Chania is the site of the Minoan settlement the Greeks called Cydonia which was significant enough to have been mentioned in the Odyssey of Homer. It has been through numerous cultural influences from the Dorians around 1100 BC, and later the Romans. Afterwards, Chania was under the influence of the Byzantines from 395–824 AD and later under the rule of the Arabs until 961 AD when it was retaken by the Byzantine Empire. That rule lasted until 1204 AD. In this period the Arabic name of the city was changed into Greek Chania. Byzantines began to strongly fortify the city in order to prevent another Arab invasion, using materials from the ancient buildings of the area. By this time, Chania was the seat of a Bishop in the Orthodox Church. Then the rule of Chania fell to the Venetians. Chania was chosen as the seat of the Rector (Administrator General) of the region and flourished as a significant commercial centre of a fertile agricultural region.

After the fall of Constantinople in 1453, many priests, monks and artists took refuge in Crete and reinforced the Byzantine religion and culture on the island. The city of Chania during the period that followed was a blend of Byzantine, Venetian and Classical Greek cultural elements. Many of the important buildings of the town were built during this era and intellectual activities were also promoted. However the Turkish army overran the city in 1645 after just two months' siege. Huge numbers died in the siege, particularly Turks. The Turkish commander was executed on returning home for losing up to 40,000 men. Later, most churches were turned into mosques and the treasures of Chania were taken. The pasha of Crete resided in Chania.

In 1821, as Greece rose against the Ottoman Empire, there were conflicts between Greeks and Turks in Chania, leading to casualties from both sides, most of whom were Christians. For example, a Bishop was hanged from a tree for participation in the revolutionary events. In 1878, Christians were granted certain rights. Then a big part of the local Muslim population moved to Turkey. In 1898, during the final moves towards independence and enosis, or union with Greece, Chania was made the capital of the semi-autonomous Cretan state. This was a very important transitional period when the city became more cosmopolitan and flourishing, regaining its role as the crossroad of civilizations, influenced by Europe as well as by the East. Many important buildings were built during this era, intellectual and artistic societies were created and a new class of local aristocracy brought a different atmosphere to the everyday life of the town. After other conflicts, Crete was ultimately united with Greece in1913 and the Greek flag was raised for the first time at Fort Firca in the Old Harbor.

Another important period for the city of Chania was the invasion and occupation by Nazi forces during World War II. The British force that faced the German paratroopers during the Battle of Crete in 1941, had artillery elements over the hill in the south of the city.
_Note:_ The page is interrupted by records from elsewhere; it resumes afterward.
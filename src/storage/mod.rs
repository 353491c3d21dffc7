//! Key/value persistence behind an injectable trait.
//!
//! The dashboard keeps two keys: the serialized transaction list and the
//! last-connected wallet address. Everything that persists goes through
//! [`KeyValueStore`] so tests can swap in [`MemoryStore`].

mod file;
mod memory;

pub use file::FileStore;
pub use memory::MemoryStore;

use thiserror::Error;

pub mod keys {
    pub const TRANSACTIONS: &str = "transactions";
    pub const WALLET_ADDRESS: &str = "walletAddress";
}

#[derive(Error, Debug)]
pub enum StorageError {
    #[error("I/O error: {0}")]
    Io(#[from] std::io::Error),
    #[error("Store file is not a JSON object: {0}")]
    Malformed(#[from] serde_json::Error),
}

pub trait KeyValueStore: Send + Sync {
    fn get(&self, key: &str) -> Result<Option<String>, StorageError>;

    fn set(&self, key: &str, value: &str) -> Result<(), StorageError>;

    fn remove(&self, key: &str) -> Result<(), StorageError>;
}
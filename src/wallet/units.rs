//! Conversions between decimal ether strings and integer wei.

use alloy_primitives::utils::{format_units as format_fixed, ParseUnits, Unit};
use alloy_primitives::U256;
use thiserror::Error;

pub type Wei = U256;

pub const ETHER_DECIMALS: u8 = 18;
pub const GWEI_DECIMALS: u8 = 9;
pub const DISPLAY_DECIMALS: u8 = 4;

/// Decimal digits that always fit in a `U256`.
const MAX_DIGITS: usize = 77;

#[derive(Error, Debug, Clone, PartialEq, Eq)]
pub enum UnitError {
    #[error("amount is empty")]
    Empty,
    #[error("amount cannot be negative")]
    Negative,
    #[error("invalid decimal amount '{0}'")]
    Invalid(String),
    #[error("amount has more than {0} decimal places")]
    TooPrecise(u8),
    #[error("amount is too large")]
    Overflow,
}

/// Strict decimal parse. Unlike the plain unit conversion, excess precision
/// is an error instead of being truncated.
pub fn parse_units(value: &str, decimals: u8) -> Result<Wei, UnitError> {
    let value = value.trim();
    if value.is_empty() {
        return Err(UnitError::Empty);
    }
    if value.starts_with('-') {
        return Err(UnitError::Negative);
    }

    let (whole, fraction) = value.split_once('.').unwrap_or((value, ""));
    let all_digits = |s: &str| s.bytes().all(|b| b.is_ascii_digit());
    if (whole.is_empty() && fraction.is_empty()) || !all_digits(whole) || !all_digits(fraction) {
        return Err(UnitError::Invalid(value.to_string()));
    }
    if fraction.len() > decimals as usize {
        return Err(UnitError::TooPrecise(decimals));
    }
    if whole.trim_start_matches('0').len() + decimals as usize > MAX_DIGITS {
        return Err(UnitError::Overflow);
    }

    let unit = Unit::new(decimals).ok_or(UnitError::Overflow)?;
    match ParseUnits::parse_units(value, unit) {
        Ok(ParseUnits::U256(wei)) => Ok(wei),
        Ok(ParseUnits::I256(_)) => Err(UnitError::Negative),
        Err(_) => Err(UnitError::Invalid(value.to_string())),
    }
}

/// Renders with at least one fractional digit and no trailing zeros.
pub fn format_units(value: Wei, decimals: u8) -> String {
    let Ok(formatted) = format_fixed(value, decimals) else {
        return value.to_string();
    };
    match formatted.split_once('.') {
        Some((whole, fraction)) => {
            let fraction = fraction.trim_end_matches('0');
            if fraction.is_empty() {
                format!("{}.0", whole)
            } else {
                format!("{}.{}", whole, fraction)
            }
        }
        None => format!("{}.0", formatted),
    }
}

pub fn parse_ether(value: &str) -> Result<Wei, UnitError> {
    parse_units(value, ETHER_DECIMALS)
}

pub fn parse_gwei(value: &str) -> Result<Wei, UnitError> {
    parse_units(value, GWEI_DECIMALS)
}

pub fn format_ether(value: Wei) -> String {
    format_units(value, ETHER_DECIMALS)
}

/// `n` whole ether in wei.
pub fn ether(n: u64) -> Wei {
    U256::from(n) * Unit::ETHER.wei()
}

/// Four-decimal display of an ether string, rounded half-up. Dust that would
/// round to zero shows as `<0.0001` instead of disappearing. Strings that do
/// not parse are returned unchanged.
pub fn format_amount_display(amount: &str) -> String {
    let wei = match parse_ether(amount) {
        Ok(wei) => wei,
        Err(_) => return amount.to_string(),
    };

    let unit = U256::from(10u64).pow(U256::from(ETHER_DECIMALS - DISPLAY_DECIMALS));
    let mut rounded = wei / unit;
    if wei % unit >= unit / U256::from(2u64) {
        rounded += U256::from(1u64);
    }
    if !wei.is_zero() && rounded.is_zero() {
        return "<0.0001".to_string();
    }

    let display_scale = U256::from(10u64.pow(DISPLAY_DECIMALS as u32));
    let fraction = u64::try_from(rounded % display_scale).unwrap_or_default();
    format!(
        "{}.{:0width$}",
        rounded / display_scale,
        fraction,
        width = DISPLAY_DECIMALS as usize
    )
}

/// Parses a JSON-RPC quantity such as `"0x1bc16d674ec80000"`.
pub fn parse_quantity(value: &str) -> Option<Wei> {
    let digits = value.strip_prefix("0x").or_else(|| value.strip_prefix("0X"))?;
    if digits.is_empty() {
        return Some(U256::ZERO);
    }
    U256::from_str_radix(digits, 16).ok()
}

pub fn to_quantity(value: Wei) -> String {
    format!("{:#x}", value)
}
These elements bombed the German forces in the Malame airfield undetected, until they ran out of ammunition. Part of the city of Chania was bombed, progress in several aspects of life was halted and a significant proportion of the area's population was either executed or imprisoned due to its participation in the resistance against the German rule. The Jewish community of Chania was also eliminated during the German occupation. Most of them were transported off the island by the Nazis occupiers in 1944. Unfortunately, a British torpedo sank the ship "Tanais" carrying most of the Jewish prisoners, tragically killing the island's pre-war community.

Fortunately, during the 1970s Crete became a major tourist destination for Greek and international tourists, something that gave a significant boost to the city's economy and affected the everyday life and the overall culture. The city of Chania can be divided in two parts: the old town and the modern city which is the larger one. The old town is situated next to the old harbor and is the matrix around which the whole urban area was developed. It used to be surrounded by the old Venetian fortifications that started to be built in 1538; of them the eastern and western parts have survived.

Despite being heavily bombed during the war, Chania's Old Town is considered the most beautiful urban district on Crete, especially the Venetian harbor. A very distinctive area of the Old Town is the old harbor and the seafront or "akti," which features several historical buildings and a thriving nightlife. The cultural background of Chania is very rich, first of all due to Chania’s long history and its interaction with many diverse civilizations in the past. Two main sources of wealth in Chania are agriculture and tourism. Chania’s sister city is Wellington, New Zealand. Sadly, some of the spectacular images of Chania that follow reflect damage from World War II bombing – a modern reflection of Chania’s turbulent past.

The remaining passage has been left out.